Every Spider-Man Movie Ranked Worst To Best
Is Far From Home 16th time's the charm?
There are more Spider-Man movies than you might think. Sure, you'll remember Sam Raimi's epic trilogy and you might even have retained some of the Amazing Spider-Man movies in the background of the new MCU take on the web-slinging hero, but there's more than just those. And there's also the small matter of a certain black-clad symbiote to throw in too.

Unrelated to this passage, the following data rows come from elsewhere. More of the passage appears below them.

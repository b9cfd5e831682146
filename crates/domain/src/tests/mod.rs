// Copyright (C) 2026 Fred Clausen
// Use of this source code is governed by an MIT-style
// license that can be found in the LICENSE file or at
// https://opensource.org/licenses/MIT.

#![allow(clippy::expect_used, clippy::unwrap_used)]

mod catalog;
mod form;
mod helpers;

The latest step in that particular twisting tale has seen Mysterio make his debut in the Spider-Cine-Verse and Tom Holland's Spider-Man faced with the prospect of balancing his own teenage romantic instincts with the legacy of Tony Stark and another huge and immediate threat to the planet. It's a great new chapter, but how does it compare to the other movies made by Sam Raimi and the Russos among others?
In fact, how do all SIXTEEN Spider-Man movies rank now that Far From Home is out? First off, a selection of oddities you may never have even heard of...
16. Spider-Man: The Dragon's Challenge (1981)
Just as Batman and Superman started on the big-screen well before their "blockbuster" debuts, we got several Spider-Man movies and TV shows, including The Amazing Spider-Man show that ran from 1977 to 1979. It was not good.
It's dated, kitsch and monstrous and it's got little value beyond being a strange curio that is very, very silly and very, very badly made. Which also goes for its movie The Dragon's Challenge - actually the feature-length Season Two finale - which sees Peter Parker protecting a Chinese businessman. Not exactly real superheroism and it's weirdly low on action.
15. Spider-Man Strikes Back (1978)
The 1970s Amazing Spider-Man TV show actually inspired three movies and the second was composed of two-part episode "Deadly Dust" and stars the same surprisingly ancient Peter Parker as played by Nicholas Hammond.
The story here sees one of Parker's tutors accidentally give some students the ingredients to make a nuclear bomb and Peter Parker himself ends up under suspicion while villain Mr White appears to try and steal the bomb to blow up the World Trade Centre.
Again, it's pretty bad and there's no bigger crime than the strange decision to mostly just leave Hammon out of his Spider-Man costume completely, which inevitably cuts down the action again.